Observations préliminaires sur le rapport de l'Ukraine

Présentant des observations préliminaires sur le cinquième rapport périodique de l'Ukraine, le Président du Comité, M. Prafullachandra Natwarlal Bhagwati, a relevé que si le rapport est riche en détails pour ce qui est de la législation existante, il pâtit d'un manque d'informations sur ce qui se passe dans la réalité.

L'Ukraine a fait des progrès considérables depuis la présentation du précédent rapport, a estimé le Président. En effet, ces cinq dernières années ont vu l'adoption d'une nouvelle Constitution ainsi que la création d'un poste d'ombudsman (médiateur) doté de larges pouvoirs et d'une nouvelle Cour constitutionnelle. En outre, de nouvelles lois ont été adoptées afin d'améliorer la situation des droits de l'homme dans le pays. De plus, la peine de mort a été abolie, y compris en temps de guerre.

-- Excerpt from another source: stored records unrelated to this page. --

//! Ordinal fit and structural decomposition.
//!
//! The primary ordered-logit fit is deliberately **unweighted**: the
//! reference estimation path does not support enrollment weighting for
//! ordinal models, and the near-threshold logistic models carry the
//! enrollment-weighted view instead. This asymmetry is a documented
//! approximation, surfaced through [`crate::domain::RunMetadata`] rather
//! than silently unified.
//!
//! A multinomial cross-check runs after the primary fit; its failure (common
//! with sparse categories) is logged and never aborts the stage.

use nalgebra::DMatrix;
use serde::Serialize;
use tracing::{info, warn};

use crate::domain::DecompositionResult;
use crate::error::AppError;
use crate::math::multinomial::fit_multinomial_logit;
use crate::math::ordinal::{OrdinalFit, fit_ordered_logit, predict_probabilities};
use crate::model::frame::ModelMatrix;

/// Reported terms of the fitted ordinal model.
#[derive(Debug, Clone, Serialize)]
pub struct OrdinalModelReport {
    pub feature_names: Vec<String>,
    pub coefficients: Vec<f64>,
    pub std_errors: Vec<f64>,
    pub cutpoints: Vec<f64>,
    pub levels: Vec<f64>,
    pub log_likelihood: f64,
    pub iterations: usize,
    pub n_rows: usize,
}

/// Outcome of the non-fatal multinomial robustness check.
#[derive(Debug, Clone, Serialize)]
pub struct CrossCheck {
    pub converged: bool,
    pub log_likelihood: Option<f64>,
    pub note: String,
}

#[derive(Debug, Clone)]
pub struct Decomposition {
    pub results: Vec<DecompositionResult>,
    pub report: OrdinalModelReport,
    pub cross_check: CrossCheck,
}

/// Fit the primary model and decompose every modeled row.
///
/// Primary-fit failure aborts the stage (exit code 4); the cross-check only
/// logs.
pub fn fit_and_decompose(matrix: &ModelMatrix) -> Result<Decomposition, AppError> {
    let n_levels = matrix.levels.len();
    let fit = fit_ordered_logit(&matrix.x, &matrix.codes, n_levels).map_err(|e| {
        AppError::model(format!("Primary ordinal fit failed: {e}"))
    })?;
    info!(
        n_rows = matrix.x.nrows(),
        n_levels,
        iterations = fit.iterations,
        log_likelihood = fit.log_likelihood,
        "ordered logit converged"
    );

    let cross_check = run_cross_check(matrix, n_levels);
    let results = decompose(matrix, &fit);

    let report = OrdinalModelReport {
        feature_names: matrix.feature_names.clone(),
        coefficients: fit.coefficients.iter().copied().collect(),
        std_errors: fit.std_errors.clone(),
        cutpoints: fit.cutpoints.clone(),
        levels: matrix.levels.clone(),
        log_likelihood: fit.log_likelihood,
        iterations: fit.iterations,
        n_rows: matrix.x.nrows(),
    };

    Ok(Decomposition {
        results,
        report,
        cross_check,
    })
}

fn run_cross_check(matrix: &ModelMatrix, n_levels: usize) -> CrossCheck {
    // The multinomial design needs an explicit intercept; the ordinal one
    // absorbs it into the cutpoints.
    let n = matrix.x.nrows();
    let p = matrix.x.ncols();
    let mut x = DMatrix::<f64>::zeros(n, p + 1);
    for i in 0..n {
        x[(i, 0)] = 1.0;
        for j in 0..p {
            x[(i, j + 1)] = matrix.x[(i, j)];
        }
    }

    match fit_multinomial_logit(&x, &matrix.codes, n_levels) {
        Ok(fit) => CrossCheck {
            converged: true,
            log_likelihood: Some(fit.log_likelihood),
            note: format!("multinomial cross-check converged in {} iterations", fit.iterations),
        },
        Err(e) => {
            warn!("multinomial cross-check failed (non-fatal): {e}");
            CrossCheck {
                converged: false,
                log_likelihood: None,
                note: format!("multinomial cross-check failed: {e}"),
            }
        }
    }
}

fn decompose(matrix: &ModelMatrix, fit: &OrdinalFit) -> Vec<DecompositionResult> {
    let probs = predict_probabilities(fit, &matrix.x);
    let n_levels = matrix.levels.len();

    matrix
        .keys
        .iter()
        .enumerate()
        .map(|(i, key)| {
            // Expectation over the discrete level set, not the arg-max class.
            let expected: f64 = (0..n_levels)
                .map(|k| probs[(i, k)] * matrix.levels[k])
                .sum();
            DecompositionResult {
                contract_id: key.contract_id.clone(),
                contract_year: key.contract_year,
                observed_rating: key.rating,
                expected_rating: expected,
                residual: key.rating - expected,
            }
        })
        .collect()
}

#[cfg(test)]
mod tests {
    use super::*;
    use crate::math::ordinal::predict_probabilities;
    use crate::model::frame::{ModelKey, ModelMatrix};
    use rand::prelude::*;
    use rand::rngs::StdRng;

    /// Synthetic frame where poverty pushes ratings down a 5-level scale.
    fn synthetic_matrix(n: usize, seed: u64) -> ModelMatrix {
        let mut rng = StdRng::seed_from_u64(seed);
        let levels = vec![2.5, 3.0, 3.5, 4.0, 4.5];
        let cuts = [-2.0, -0.7, 0.7, 2.0];

        let mut x = DMatrix::<f64>::zeros(n, 2);
        let mut codes = Vec::with_capacity(n);
        let mut keys = Vec::with_capacity(n);
        for i in 0..n {
            let poverty: f64 = rng.gen_range(0.05..0.35);
            let log_enroll: f64 = rng.gen_range(4.0..11.0);
            x[(i, 0)] = poverty;
            x[(i, 1)] = log_enroll;

            let xb = -8.0 * poverty + 0.15 * log_enroll;
            let u: f64 = rng.gen_range(0.0..1.0);
            let mut code = cuts.len();
            for (j, &c) in cuts.iter().enumerate() {
                if u < 1.0 / (1.0 + (-(c - xb)).exp()) {
                    code = j;
                    break;
                }
            }
            codes.push(code);
            keys.push(ModelKey {
                contract_id: format!("H{i:03}"),
                contract_year: 2024,
                rating: levels[code],
            });
        }

        ModelMatrix {
            x,
            codes,
            levels,
            feature_names: vec!["poverty_exposure".to_string(), "log_enroll".to_string()],
            keys,
        }
    }

    #[test]
    fn residual_is_observed_minus_expected() {
        let matrix = synthetic_matrix(600, 41);
        let decomp = fit_and_decompose(&matrix).unwrap();
        assert_eq!(decomp.results.len(), 600);
        for r in &decomp.results {
            assert!((r.residual - (r.observed_rating - r.expected_rating)).abs() < 1e-12);
        }
    }

    #[test]
    fn expected_rating_stays_within_observed_level_range() {
        let matrix = synthetic_matrix(600, 42);
        let decomp = fit_and_decompose(&matrix).unwrap();
        let lo = *matrix.levels.first().unwrap();
        let hi = *matrix.levels.last().unwrap();
        for r in &decomp.results {
            assert!(
                r.expected_rating >= lo && r.expected_rating <= hi,
                "expected {} outside [{lo}, {hi}]",
                r.expected_rating
            );
        }
    }

    #[test]
    fn fitted_probability_rows_sum_to_one() {
        let matrix = synthetic_matrix(300, 43);
        let fit =
            fit_ordered_logit(&matrix.x, &matrix.codes, matrix.levels.len()).unwrap();
        let probs = predict_probabilities(&fit, &matrix.x);
        for i in 0..matrix.x.nrows() {
            let total: f64 = (0..matrix.levels.len()).map(|k| probs[(i, k)]).sum();
            assert!((total - 1.0).abs() < 1e-6);
        }
    }

    #[test]
    fn poverty_coefficient_recovers_negative_sign() {
        let matrix = synthetic_matrix(1500, 44);
        let decomp = fit_and_decompose(&matrix).unwrap();
        assert!(decomp.report.coefficients[0] < 0.0);
        // Cross-check outcome is recorded either way, never fatal.
        assert!(!decomp.cross_check.note.is_empty());
    }
}
//! Synthetic demo data.
//!
//! The real pipeline runs on staged government extracts; `sample` writes a
//! small, seeded synthetic set of the same CSV shapes so the full pipeline
//! can be exercised end-to-end without any source data.

pub mod sample;

pub use sample::*;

Il est toutefois regrettable que le Pacte n'ait pas reçu un statut plus élevé que la Constitution et il faudrait faire en sorte que les dispositions du Pacte prévalent sur celles de la loi interne, a déclaré M. Bhagwati. Il faudrait donc que l'Ukraine amende l'article 9 de sa Constitution afin d'assurer la primauté du Pacte sur le droit interne. Le Président du Comité a par ailleurs fait observer que la notion de minorité nationale semble avoir été mal définie en Ukraine; on ne comprend pas bien par exemple si les minorités nationales incluent les non-citoyens. D'autre part, la participation des femmes à la vie du pays est encore trop faible, comme en témoigne le nombre insuffisant de femmes députées en Ukraine.

Le pouvoir de suspendre le droit à la liberté d'expression et à la liberté de religion lors de la proclamation de l'état d'urgence est incompatible avec l'article 4 du Pacte, a par ailleurs souligné M. Bhagwati. Il s'est par ailleurs réjoui de la franchise avec laquelle la délégation a reconnu l'existence d'un problème de torture infligée aux détenus par les représentants de l'ordre. Il est en outre regrettable que les motifs permettant d'échapper au service militaire obligatoire se limitent à la prise en compte de considérations religieuses sans tenir compte de l'objection de conscience pure et simple. Les manifestations d'antisémitisme en Ukraine doivent impérativement cesser, a par ailleurs affirmé le Président du Comité.

La délégation ukrainienne a remercié les membres du Comité pour l'intérêt qu'ils ont manifesté à l'égard de ce cinquième rapport périodique de l'Ukraine. La délégation a assuré le Comité que toutes ses observations seront prises en compte lors de l'élaboration du prochain rapport périodique que le pays présentera en vertu du Pacte.